Incremental Sheaf Cohomology on Cellular Complexes: O(1)-in-n Lazy Edit Processing under Bounded Local Geometry

2026-06-02Data Structures and Algorithms

Data Structures and AlgorithmsArtificial Intelligence
AI summary

The authors developed a new method to quickly update a mathematical object called first sheaf cohomology when a network-like structure changes bit by bit. Normally, recalculating this object from scratch after each change is very slow, but their approach focuses only on the small part affected by each edit, making updates very fast. They show their algorithm handles millions of edits efficiently with guaranteed accuracy after synchronization steps. They also explain why this local update trick doesn't work for more complicated sheaves. Their experiments demonstrate practical speed on large graphs.

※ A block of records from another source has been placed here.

//! Cursor locations and the arithmetic that keeps them valid across edits.
//!
//! A `CursorLocation` is (line handle, 1-based line number, byte offset).
//! All motion is defined over the owning buffer's [`BufferText`], passed
//! explicitly — locations themselves are plain `Copy` data, so call sites
//! freely copy, probe and discard them.

use crate::action::Action;
use crate::text::{BufferText, LineId};
use core_text::{decode_last_rune, decode_rune, is_word, INVALID_RUNE};

#[derive(Debug, Clone, Copy, PartialEq, Eq)]
pub struct CursorLocation {
    pub line: LineId,
    /// 1-based.
    pub line_num: usize,
    pub boffset: usize,
}

impl CursorLocation {
    pub fn new(line: LineId, line_num: usize, boffset: usize) -> Self {
        Self {
            line,
            line_num,
            boffset,
        }
    }

    /// Start of the buffer.
    pub fn buffer_start(text: &BufferText) -> Self {
        Self::new(text.first(), 1, 0)
    }

    /// End of the buffer (after the last byte of the last line).
    pub fn buffer_end(text: &BufferText) -> Self {
        Self::new(text.last(), text.lines_n(), text.line(text.last()).len())
    }

    pub fn rune_under(&self, text: &BufferText) -> (char, usize) {
        decode_rune(&text.line(self.line)[self.boffset..])
    }

    pub fn rune_before(&self, text: &BufferText) -> (char, usize) {
        decode_last_rune(&text.line(self.line)[..self.boffset])
    }

    pub fn first_line(&self, text: &BufferText) -> bool {
        text.prev(self.line).is_none()
    }

    pub fn last_line(&self, text: &BufferText) -> bool {
        text.next(self.line).is_none()
    }

    /// End of line.
    pub fn eol(&self, text: &BufferText) -> bool {
        self.boffset == text.line(self.line).len()
    }

    /// Beginning of line.
    pub fn bol(&self) -> bool {
        self.boffset == 0
    }

    /// Signed distance to `other` in bytes, counting each inter-line step as
    /// one byte.
    pub fn distance(&self, text: &BufferText, other: CursorLocation) -> isize {
        let (mut a, b, sign) = if (other.line_num, other.boffset) < (self.line_num, self.boffset) {
            (other, *self, -1isize)
        } else {
            (*self, other, 1isize)
        };
        let mut n = 0isize;
        while a.line != b.line {
            n += (text.line(a.line).len() - a.boffset) as isize + 1;
            a.line = text.next(a.line).expect("distance across unlinked lines");
            a.boffset = 0;
        }
        n += b.boffset as isize - a.boffset as isize;
        n * sign
    }

    pub fn voffset(&self, text: &BufferText) -> usize {
        core_text::voffset(text.line(self.line), self.boffset)
    }

    pub fn coffset(&self, text: &BufferText) -> usize {
        self.voffset_coffset(text).1
    }

    pub fn voffset_coffset(&self, text: &BufferText) -> (usize, usize) {
        core_text::voffset_coffset(text.line(self.line), self.boffset)
    }

    /// Extract `n` forward bytes, inserting `\n` across line boundaries.
    pub fn extract_bytes(&self, text: &BufferText, n: usize) -> Vec<u8> {
        let mut out = Vec::with_capacity(n);
        let mut offset = self.boffset;
        let mut line = self.line;
        let mut n = n;
        while n > 0 {
            let data = text.line(line);
            if offset < data.len() {
                let nb = (data.len() - offset).min(n);
                out.extend_from_slice(&data[offset..offset + nb]);
                n -= nb;
                offset += nb;
            } else if offset == data.len() {
                out.push(b'\n');
                offset = 0;
                n -= 1;
                if n == 0 {
                    break;
                }
                line = text
                    .next(line)
                    .unwrap_or_else(|| unreachable!("extract_bytes past end of buffer"));
            } else {
                unreachable!("cursor offset beyond line length");
            }
        }
        out
    }

    pub fn move_one_rune_forward(&mut self, text: &BufferText) {
        if self.last_line(text) && self.eol(text) {
            return;
        }
        if self.eol(text) {
            self.line = text.next(self.line).unwrap();
            self.line_num += 1;
            self.boffset = 0;
        } else {
            let (_, rlen) = self.rune_under(text);
            self.boffset += rlen;
        }
    }

    pub fn move_one_rune_backward(&mut self, text: &BufferText) {
        if self.first_line(text) && self.bol() {
            return;
        }
        if self.bol() {
            self.line = text.prev(self.line).unwrap();
            self.line_num -= 1;
            self.boffset = text.line(self.line).len();
        } else {
            let (_, rlen) = self.rune_before(text);
            self.boffset -= rlen;
        }
    }

    pub fn move_beginning_of_line(&mut self) {
        self.boffset = 0;
    }

    pub fn move_end_of_line(&mut self, text: &BufferText) {
        self.boffset = text.line(self.line).len();
    }

    /// The word-rune run immediately before the cursor, if any.
    pub fn word_under_cursor(&self, text: &BufferText) -> Option<Vec<u8>> {
        let end = *self;
        let mut beg = *self;
        let (mut r, mut rlen) = beg.rune_before(text);
        if r == INVALID_RUNE && rlen == 0 {
            return None;
        }
        while is_word(r) && !beg.bol() {
            beg.boffset -= rlen;
            let (nr, nlen) = beg.rune_before(text);
            r = nr;
            rlen = nlen;
        }
        if beg.boffset == end.boffset {
            return None;
        }
        Some(text.line(self.line)[beg.boffset..end.boffset].to_vec())
    }

    /// Skip non-word runes, then consume word runes. Returns false when the
    /// end of the buffer stopped the move.
    pub fn move_one_word_forward(&mut self, text: &BufferText) -> bool {
        loop {
            if self.eol(text) {
                if self.last_line(text) {
                    return false;
                }
                self.line = text.next(self.line).unwrap();
                self.line_num += 1;
                self.boffset = 0;
                continue;
            }
            let (mut r, mut rlen) = self.rune_under(text);
            while !is_word(r) && !self.eol(text) {
                self.boffset += rlen;
                let (nr, nlen) = self.rune_under(text);
                r = nr;
                rlen = nlen;
            }
            if self.eol(text) {
                continue;
            }
            break;
        }
        let (mut r, mut rlen) = self.rune_under(text);
        while is_word(r) && !self.eol(text) {
            self.boffset += rlen;
            let (nr, nlen) = self.rune_under(text);
            r = nr;
            rlen = nlen;
        }
        true
    }

    /// Mirror of [`Self::move_one_word_forward`]. Returns false at the
    /// beginning of the buffer.
    pub fn move_one_word_backward(&mut self, text: &BufferText) -> bool {
        loop {
            if self.bol() {
                if self.first_line(text) {
                    return false;
                }
                self.line = text.prev(self.line).unwrap();
                self.line_num -= 1;
                self.boffset = text.line(self.line).len();
                continue;
            }
            let (mut r, mut rlen) = self.rune_before(text);
            while !is_word(r) && !self.bol() {
                self.boffset -= rlen;
                let (nr, nlen) = self.rune_before(text);
                r = nr;
                rlen = nlen;
            }
            if self.bol() {
                continue;
            }
            break;
        }
        let (mut r, mut rlen) = self.rune_before(text);
        while is_word(r) && !self.bol() {
            self.boffset -= rlen;
            let (nr, nlen) = self.rune_before(text);
            r = nr;
            rlen = nlen;
        }
        true
    }

    /// Replay an insert action's effect on this location.
    pub fn on_insert_adjust(&mut self, a: &Action) {
        if a.cursor.line_num > self.line_num {
            return;
        }
        if a.cursor.line_num < self.line_num {
            // inserted something above the cursor
            self.line_num += a.lines.len();
            return;
        }
        // insertion on the cursor line
        if a.cursor.boffset < self.boffset {
            if a.lines.is_empty() {
                self.boffset += a.data.len();
            } else {
                self.line = a.last_line();
                self.line_num += a.lines.len();
                self.boffset = a.last_line_affection_len() + self.boffset - a.cursor.boffset;
            }
        }
    }

    /// Replay a delete action's effect on this location.
    pub fn on_delete_adjust(&mut self, a: &Action) {
        if a.cursor.line_num > self.line_num {
            return;
        }
        if a.cursor.line_num < self.line_num {
            // deletion above the cursor line
            if a.lines.is_empty() {
                return;
            }
            let (first, last) = a.deleted_lines();
            if first <= self.line_num && self.line_num <= last {
                // the cursor line itself was deleted
                let n = if last == self.line_num {
                    self.boffset.saturating_sub(a.last_line_affection_len())
                } else {
                    0
                };
                *self = a.cursor;
                self.boffset += n;
            } else {
                self.line_num -= a.lines.len();
                return;
            }
        }
        // deletion on the cursor line
        if a.cursor.boffset >= self.boffset {
            return;
        }
        let n = self
            .boffset
            .saturating_sub(a.cursor.boffset + a.first_line_affection_len());
        self.boffset = a.cursor.boffset + n;
    }

    /// Line-by-line substring search from this location towards the end.
    pub fn search_forward(&self, text: &BufferText, word: &[u8]) -> Option<CursorLocation> {
        let mut c = *self;
        loop {
            if let Some(i) = find_sub(&text.line(c.line)[c.boffset..], word) {
                c.boffset += i;
                return Some(c);
            }
            match text.next(c.line) {
                Some(next) => {
                    c.line = next;
                    c.line_num += 1;
                    c.boffset = 0;
                }
                None => return None,
            }
        }
    }

    /// Line-by-line substring search from this location towards the start.
    pub fn search_backward(&self, text: &BufferText, word: &[u8]) -> Option<CursorLocation> {
        let mut c = *self;
        loop {
            if let Some(i) = rfind_sub(&text.line(c.line)[..c.boffset], word) {
                c.boffset = i;
                return Some(c);
            }
            match text.prev(c.line) {
                Some(prev) => {
                    c.line = prev;
                    c.line_num -= 1;
                    c.boffset = text.line(c.line).len();
                }
                None => return None,
            }
        }
    }

    /// Order a pair of locations (start, end).
    pub fn ordered(a: CursorLocation, b: CursorLocation) -> (CursorLocation, CursorLocation) {
        if (a.line_num, a.boffset) <= (b.line_num, b.boffset) {
            (a, b)
        } else {
            (b, a)
        }
    }
}

/// Bytes between two same-line locations; caller guarantees
/// `a.boffset <= b.boffset` and `a.line == b.line`.
pub fn bytes_between<'t>(text: &'t BufferText, a: CursorLocation, b: CursorLocation) -> &'t [u8] {
    debug_assert_eq!(a.line, b.line);
    &text.line(a.line)[a.boffset..b.boffset]
}

/// First occurrence of `needle` in `haystack` (empty needle matches at 0).
pub fn find_sub(haystack: &[u8], needle: &[u8]) -> Option<usize> {
    if needle.len() > haystack.len() {
        return None;
    }
    (0..=haystack.len() - needle.len()).find(|&i| &haystack[i..i + needle.len()] == needle)
}

/// Last occurrence of `needle` in `haystack`.
pub fn rfind_sub(haystack: &[u8], needle: &[u8]) -> Option<usize> {
    if needle.len() > haystack.len() {
        return None;
    }
    (0..=haystack.len() - needle.len()).rev().find(|&i| &haystack[i..i + needle.len()] == needle)
}

/// A view's place in a buffer, saved by the buffer across detach/attach so
/// reopening restores the position. The offsets cache what the cursor's
/// byte offset costs in characters and visual cells; `line_voffset` is the
/// horizontal scroll of the cursor line, and `last_cursor_voffset` is the
/// column vertical motion tries to preserve.
#[derive(Debug, Clone, Copy)]
pub struct ViewLocation {
    pub cursor: CursorLocation,
    pub top_line: LineId,
    pub top_line_num: usize,
    pub cursor_coffset: usize,
    pub cursor_voffset: usize,
    pub line_voffset: usize,
    pub last_cursor_voffset: usize,
}

impl ViewLocation {
    pub fn at_start(text: &BufferText) -> Self {
        Self {
            cursor: CursorLocation::buffer_start(text),
            top_line: text.first(),
            top_line_num: 1,
            cursor_coffset: 0,
            cursor_voffset: 0,
            line_voffset: 0,
            last_cursor_voffset: 0,
        }
    }
}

sheaf cohomologycellular complexcoboundary matrixincremental maintenancelocal geometryBarabasi-Albert graphlazy updatingMayer-Vietoris assemblyrestriction mapamortized complexity
Authors
Jason L. Volk
Abstract
We present an algorithmic framework for incremental maintenance of first sheaf cohomology $H^1(X; \mathcal{F})$ on dynamically evolving 1-dimensional cellular complexes equipped with finite-dimensional cellular sheaves. The classical computation of $H^1$ via factorization of the coboundary matrix requires $O(n^3)$ time; when the complex evolves with a stream of $m$ edits, full recomputation after each edit costs $O(mn^3)$. Under a bounded local geometry assumption -- bounded cell size $v_{\max}$, bounded stalk dimension $d$, and bounded nerve degree $D$ -- each edit (vertex insertion, edge insertion, restriction map update) affects only a bounded set of local coboundary blocks. The algorithm therefore processes lazy streaming edits in $O(1)$ time with respect to the total complex size $n$ (with cost polynomial in the local geometry parameters $v_{\max}$, $d$, and $D$, which are treated as constants independent of $n$), deferring local eigensolves and Mayer-Vietoris global assembly to synchronization points (Flush). At synchronization, the maintained state agrees with the corresponding batch assembly of the partitioned sheaf model; we observe zero measured drift in all batch-verified runs (through $V = 10^6$). We also give an amortized $O(|E|)$ streaming construction for the cellular decomposition and discuss an adversarial algebraic-RAM barrier arguing that unpartitioned non-trivial sheaves ($d \geq 2$, non-identity restriction maps) do not admit the same locality. Experiments on Barabasi-Albert graphs with up to $5 \times 10^6$ vertices and $1.7 \times 10^7$ streaming edits show 35 $μ$s median lazy per-edit update latency (excluding flush); query time (global assembly at synchronization) is $O(n)$ per flush in the implemented full-traversal path. Exact synchronization costs are reported separately.